Important – Please Read:
Virginia has a NEW LAW regarding notification of Buyer Representation also known as Agency
The following information is provided by the Virginia Association of Realtors®
Buying or Selling: How to Choose a Real Estate Professional
First, understand the difference between “buyer’s agents,” who represent the best interests of the buyer, and “sellers agents,” also called “listing agents,” who represent the seller’s best interests. Understanding the differences between these two agency types can play a vital role in your choice of a real estate professional as well as the specific services, skills and capabilities offered by that individual.
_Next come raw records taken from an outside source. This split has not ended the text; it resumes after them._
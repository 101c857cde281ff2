//! Snake Loop - terminal Snake built around a self-adjusting tick loop
//!
//! This library provides:
//! - Core game logic, independent of any surface (game module)
//! - The renderer trait and its ratatui implementation (render module)
//! - Key mapping (input module)
//! - The keyboard-driven session and board sizing (modes module)
//! - Session statistics (metrics module)
//! - Log file setup (logging module)

pub mod game;
pub mod input;
pub mod logging;
pub mod metrics;
pub mod modes;
pub mod render;
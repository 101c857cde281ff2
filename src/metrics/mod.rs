pub mod session;

pub use session::GameMetrics;
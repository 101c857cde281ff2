//! Board dimensions for the terminal viewport
//!
//! A fitted board is square and spans 90% of the smaller viewport dimension,
//! measured in cells. The result only takes effect at the next reset.

use crate::game::GameConfig;
use crate::render::renderer::{BORDER, CELL_WIDTH, FOOTER_HEIGHT, HEADER_HEIGHT};

/// Share of the smaller viewport dimension a fitted board takes
const FIT_FRACTION: f64 = 0.9;

/// Board size in board units for a `columns` x `rows` terminal
pub fn board_dimensions(config: &GameConfig, columns: u16, rows: u16) -> (i32, i32) {
    if let Some(fixed) = config.board_dimensions() {
        return fixed;
    }

    let cells = fitted_cells(columns, rows) as i32;
    (cells * config.unit_size, cells * config.unit_size)
}

/// Side of the square board, in cells, that fits a `columns` x `rows` terminal
pub fn fitted_cells(columns: u16, rows: u16) -> usize {
    let across = columns.saturating_sub(BORDER) / CELL_WIDTH;
    let down = rows.saturating_sub(HEADER_HEIGHT + FOOTER_HEIGHT + BORDER);
    let side = (across.min(down) as f64 * FIT_FRACTION).floor() as usize;
    side.max(1)
}

#[cfg(test)]
mod tests {
    use super::*;

    #[test]
    fn test_fitted_cells() {
        // 80x24: 39 across, 16 down -> floor(16 * 0.9)
        assert_eq!(fitted_cells(80, 24), 14);
        // wide and short terminals are limited by rows, narrow ones by columns
        assert_eq!(fitted_cells(200, 30), 19);
        assert_eq!(fitted_cells(22, 60), 9);
    }

    #[test]
    fn test_tiny_terminal_still_has_a_cell() {
        assert_eq!(fitted_cells(0, 0), 1);
    }

    #[test]
    fn test_fixed_grid_wins() {
        let config = GameConfig::new(10, 8);
        assert_eq!(board_dimensions(&config, 200, 60), (250, 200));
    }

    #[test]
    fn test_fitted_board_is_square() {
        let config = GameConfig::default();
        assert_eq!(board_dimensions(&config, 80, 24), (350, 350));
    }
}
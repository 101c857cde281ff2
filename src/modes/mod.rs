pub mod human;
pub mod sizing;

pub use human::HumanMode;
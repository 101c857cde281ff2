use crossterm::event::{KeyCode, KeyEvent, KeyModifiers};

use crate::game::Direction;

/// What a key press asks the session to do
#[derive(Debug, Clone, Copy, PartialEq, Eq)]
pub enum KeyAction {
    /// Direction request, forwarded to `GameLoop::set_direction`
    Steer(Direction),
    /// Reinitialize the game and restart scheduling
    Restart,
    Quit,
    None,
}

/// Maps raw terminal keys to [`KeyAction`]s
pub struct InputHandler;

impl InputHandler {
    pub fn new() -> Self {
        Self
    }

    pub fn handle_key_event(&self, key: KeyEvent) -> KeyAction {
        if key.modifiers.contains(KeyModifiers::CONTROL) && key.code == KeyCode::Char('c') {
            return KeyAction::Quit;
        }

        if let Some(direction) = Self::direction_for(key.code) {
            return KeyAction::Steer(direction);
        }

        match key.code {
            KeyCode::Char('q') | KeyCode::Char('Q') | KeyCode::Esc => KeyAction::Quit,
            KeyCode::Char('r') | KeyCode::Char('R') => KeyAction::Restart,
            _ => KeyAction::None,
        }
    }

    /// Arrow keys and WASD
    fn direction_for(code: KeyCode) -> Option<Direction> {
        match code {
            KeyCode::Up | KeyCode::Char('w') | KeyCode::Char('W') => Some(Direction::Up),
            KeyCode::Down | KeyCode::Char('s') | KeyCode::Char('S') => Some(Direction::Down),
            KeyCode::Left | KeyCode::Char('a') | KeyCode::Char('A') => Some(Direction::Left),
            KeyCode::Right | KeyCode::Char('d') | KeyCode::Char('D') => Some(Direction::Right),
            _ => None,
        }
    }
}

impl Default for InputHandler {
    fn default() -> Self {
        Self::new()
    }
}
Most of the time, the firm representing one party (the buyer or seller) will represent only that party and will not also represent the other party. Unless you and your agent agree in writing to the contrary, your agency relationship will be a standard agency and will be governed by Virginia’s laws and regulations setting forth the duties agents and brokers owe their clients.
Most of us are generally aware of the role played by the listing agent, who represents the seller. But within the last decade or so, buyer agency has become increasingly commonplace. A buyer’s agent can help you with many tasks in purchasing your new home. He or she will help you determine how much you can reasonably afford to spend on a house, help you obtain a loan commitment from a mortgage lender, help you establish priorities such as location, personal tastes, availability and budget, and find the home that fits your needs and desires. One of the most important and valuable skills is the ability to negotiate for favorable terms on your selected real estate. While you will make the ultimate decision on what to offer for a home, the price you pay will be influenced by market conditions, interest rates and market subtleties that your agent will know and understand. When you have agreed on price and terms with the sellers, your buyer’s agent will help you locate a qualified home inspector, finalize your loan, and select an attorney or title company to close your purchase.
Occasionally a buyer will wish to make an offer on a property listed by the buyer agent’s firm, or even by the buyer agent. Virginia law allows an agent to represent both the seller and buyer in the same transaction, but only with the mutual and informed consent of both parties. The dual agent’s position is one of neutrality, which means the agent cannot favor one party over the other, cannot offer negotiation assistance, and cannot disclose the confidential and personal information of either party to the other party. The agent will typically make every effort to act impartially and facilitate a win-win conclusion to the transaction.
A buyer may wish to make an offer on a property listed by the buyer agent’s firm, but by a different agent in the firm. In this situation, it may be possible for both buyer and seller to retain full representation and assistance by the use of what is known as designated representation. The firm’s principal broker, who remains impartial regarding the parties, designates one agent in the firm — to the exclusion of all others — to represent the seller, and, similarly, one agent – to the exclusion of all others — to represent the buyer. The designated representatives act more or less as if they were in separate firms, giving their full services to their respective clients while preserving all their client’s confidences. The broker remains available to assist in resolving any conflicts or disputes that may arise between the parties. Designated representation, when available, offers the advantage of full service that is not possible when the parties consent to a dual agency, in which one or both agents represent both parties.
What is a REALTOR®?
Many people are surprised to learn that not all real estate licensees are REALTORS®. REALTORS® are members of the National Association of REALTORS®, and are pledged to abide by the 17 Articles of the REALTOR® Code of Ethics. The Code came out in 1912 and predates many license laws issued by real estate licensing boards. Typically, REALTORS® spend many extra hours continuing their real estate education. Consumers having problems working with a real estate licensee must address their complaint to the Virginia Real Estate Board, a state government agency, which licenses brokers and agents. Those having any problem or concern with a REALTOR® have the additional option of addressing that with the REALTOR®’s local association.
One more tip on selecting an agent…
Select your agent carefully and then work with only one agent. Working with more than one agent usually results in wasted time and energy and will only complicate your real estate transaction – neither agent will provide exceptional service because of split loyalties, transaction commissions and procuring cause conflicts. However, agents will be committed to you if you are committed to them. If you select wisely, your agent will provide detailed housing market information, be able to optimally access and utilize the various available technologies, and will devote the time necessary to find you the best home at the best price or find the buyer for your home at the best price and terms for you.
How do you decide which is best for you?
Virginia law defines “Agency” in the real estate context as a “relationship in which a real estate licensee acts for or represents a person by such person’s express authority in a real estate transaction.” If you enter into an agency relationship with a real estate firm, you are its client, and the firm represents you. If you are buying through a firm but do not enter into an agency or brokerage relationship with the firm, Virginia law says that you are the firm’s customer. Firms will generally give higher levels of service to their clients than to their customers.